How common is COVID-19 reinfection?
Unfortunately, this is hard to answer definitively, Abinash Virk, MD, an infectious disease expert at the Mayo Clinic in Rochester, Minnesota, tells SELF. At a national level, the CDC tracks COVID-19 infection rates, but the data does not clearly differentiate between people who are infected for the first time and those who are reinfected. Some states may track COVID-19 reinfection rates, but those numbers don’t reflect infections confirmed by at-home COVID tests or cases that are never officially diagnosed and therefore never reported.
“We don’t know the true magnitude of current infections because people are testing at home or they aren’t testing at all,” Dr. Virk says. Anecdotally, though, she says experts are now hearing people report they have been reinfected more frequently compared to the anecdotal reporting that occurred during the delta wave in 2021.
You may be able to get an idea of COVID reinfection rates in your area by visiting your state’s department of health website. For instance, the reported reinfection rate in New York was 5.2 out of every 100,000 cases during the first week of July, according to the New York State Department of Health website.

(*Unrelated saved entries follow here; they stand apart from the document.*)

impl RpcManager {
    pub fn new(endpoints: Vec<String>, commitment: CommitmentConfig) -> Self {
        let metrics = endpoints
            .iter()
            .map(|endpoint| (endpoint.clone(), EndpointMetrics::new(endpoint.clone())))
            .collect();

        Self {
            endpoints,
            commitment,
            rotation: AtomicUsize::new(0),
            limiter: None,
            client_cache: Arc::new(Mutex::new(HashMap::new())),
            metrics: Arc::new(Mutex::new(metrics)),
        }
    }

    /// Throttle every request across all endpoints to `per_second`.
    pub fn with_rate_limit(mut self, per_second: NonZeroU32) -> Self {
        self.limiter = Some(Arc::new(RateLimiter::direct(Quota::per_second(per_second))));
        self
    }

    async fn get_client(&self, endpoint: &str) -> Arc<RpcClient> {
        let mut cache = self.client_cache.lock().await;

        if let Some(client) = cache.get(endpoint) {
            Arc::clone(client)
        } else {
            let client = Arc::new(RpcClient::new_with_commitment(
                endpoint.to_string(),
                self.commitment,
            ));
            cache.insert(endpoint.to_string(), Arc::clone(&client));
            client
        }
    }

    async fn throttle(&self) {
        if let Some(limiter) = &self.limiter {
            limiter.until_ready().await;
        }
    }

    async fn record_metrics(&self, endpoint: &str, success: bool, latency: Option<Duration>) {
        Self::record_into(&self.metrics, endpoint, success, latency).await;
    }

    async fn record_into(metrics: &Metrics, endpoint: &str, success: bool, latency: Option<Duration>) {
        let mut metrics = metrics.lock().await;
        if let Some(endpoint_metrics) = metrics.get_mut(endpoint) {
            if success {
                endpoint_metrics.record_success(latency.unwrap_or_default());
            } else {
                endpoint_metrics.record_failure();
            }
        }
    }

    pub async fn get_metrics(&self) -> Vec<EndpointMetrics> {
        let metrics = self.metrics.lock().await;
        metrics.values().cloned().collect()
    }

    /// Endpoints in the order the next read should try them.
    fn read_order(&self) -> Vec<String> {
        let n = self.endpoints.len();
        let start = self.rotation.fetch_add(1, Ordering::Relaxed) % n.max(1);
        (0..n)
            .map(|i| self.endpoints[(start + i) % n].clone())
            .collect()
    }

    /// Run one read against each endpoint in turn until one answers with something other
    /// than a transport-level failure.
    async fn read<T, F, Fut>(&self, what: &str, op: F) -> Result<T, GatewayError>
    where
        F: Fn(Arc<RpcClient>) -> Fut + Send + Sync,
        Fut: Future<Output = Result<T, GatewayError>> + Send,
        T: Send,
    {
        if self.endpoints.is_empty() {
            return Err(GatewayError::Transport("no RPC endpoints configured".into()));
        }

        let mut last_err = None;
        for endpoint in self.read_order() {
            self.throttle().await;
            let client = self.get_client(&endpoint).await;
            let start = Instant::now();
            match op(client).await {
                Ok(value) => {
                    self.record_metrics(&endpoint, true, Some(start.elapsed())).await;
                    return Ok(value);
                }
                Err(e) if e.should_fail_over() => {
                    self.record_metrics(&endpoint, false, None).await;
                    debug!(endpoint = %endpoint, error = %e, "RpcManager: {} failed, trying next endpoint", what);
                    last_err = Some(e);
                }
                Err(e) => {
                    // The node answered; a different node would say the same.
                    self.record_metrics(&endpoint, true, Some(start.elapsed())).await;
                    return Err(e);
                }
            }
        }

        Err(last_err.unwrap_or_else(|| GatewayError::Transport(format!("{what}: all endpoints failed"))))
    }

    async fn send_single_tx(
        client: Arc<RpcClient>,
        endpoint: String,
        tx: VersionedTransaction,
        preflight: CommitmentConfig,
        metrics: Metrics,
    ) -> Result<Signature, GatewayError> {
        let send_cfg = RpcSendTransactionConfig {
            skip_preflight: false,
            preflight_commitment: Some(preflight.commitment),
            // Rebroadcast is ours to decide.
            max_retries: Some(0),
            ..Default::default()
        };

        debug!("RpcManager: sending tx to endpoint: {}", endpoint);

        let start = Instant::now();
        match timeout(SEND_TIMEOUT, client.send_transaction_with_config(&tx, send_cfg)).await {
            Ok(Ok(sig)) => {
                let latency = start.elapsed();
                info!(endpoint = %endpoint, signature = %sig, ?latency, "RpcManager: transaction accepted");
                Self::record_into(&metrics, &endpoint, true, Some(latency)).await;
                Ok(sig)
            }
            Ok(Err(e)) => {
                let err = GatewayError::from(e);
                warn!(endpoint = %endpoint, error = %err, "RpcManager: endpoint send failed");
                Self::record_into(&metrics, &endpoint, !err.should_fail_over(), None).await;
                Err(err)
            }
            Err(_elapsed) => {
                warn!("RpcManager: endpoint timed out on {} after {:?}", endpoint, SEND_TIMEOUT);
                Self::record_into(&metrics, &endpoint, false, None).await;
                Err(GatewayError::Transport(format!("send timeout after {:?}", SEND_TIMEOUT)))
            }
        }
    }

    /// First successful send wins. When every endpoint fails, a rejection is reported in
    /// preference to transport noise, since it says something about the transaction itself.
    async fn wait_for_first_success(
        mut set: JoinSet<Result<Signature, GatewayError>>,
    ) -> Result<Signature, GatewayError> {
        let mut errors = Vec::new();
        while let Some(join_res) = set.join_next().await {
            match join_res {
                Ok(Ok(sig)) => {
                    set.abort_all();
                    return Ok(sig);
                }
                Ok(Err(e)) => {
                    debug!("RpcManager: task returned error: {}", e);
                    errors.push(e);
                }
                Err(join_err) => {
                    warn!("RpcManager: task join error: {}", join_err);
                    errors.push(GatewayError::Transport(join_err.to_string()));
                }
            }
        }

        Err(Self::most_informative(errors))
    }

    fn most_informative(errors: Vec<GatewayError>) -> GatewayError {
        let rank = |e: &GatewayError| match e {
            GatewayError::Rejected(_) => 0,
            GatewayError::RateLimited(_) => 1,
            _ => 2,
        };
        errors
            .into_iter()
            .min_by_key(rank)
            .unwrap_or_else(|| GatewayError::Transport("all send attempts failed".into()))
    }

    async fn poll_once(
        &self,
        signature: &Signature,
        commitment: CommitmentConfig,
        last_valid_block_height: u64,
    ) -> Result<Option<Confirmation>, GatewayError> {
        let sig = *signature;
        let observed = self
            .read("get_signature_statuses", move |client| async move {
                let statuses = client.get_signature_statuses(&[sig]).await?;
                Ok(statuses.value.into_iter().next().flatten().map(|status| ObservedStatus {
                    slot: status.slot,
                    err: status.err.as_ref().map(|e| e.to_string()),
                    reached_commitment: status.satisfies_commitment(commitment),
                }))
            })
            .await?;

        let block_height = if observed.is_some() {
            0
        } else {
            self.read("get_block_height", |client| async move {
                Ok(client.get_block_height().await?)
            })
            .await?
        };

        Ok(classify(observed.as_ref(), block_height, last_valid_block_height))
    }
}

We do know that omicron’s subvariants tend to be shapeshifters, meaning they change over time. The coronavirus that causes COVID-19 has spike proteins on its surface that play a key role in allowing the virus to enter human cells. When you develop antibodies that can help fight COVID-19—obtained either from prior infection, vaccination, or both—those antibodies stick to the spikes and neutralize them, according to the National Institutes of Health (NIH). But omicron subvariants have mutated spike proteins, which potentially explains why BA.5 is really good at sidestepping the established immunity a person may have.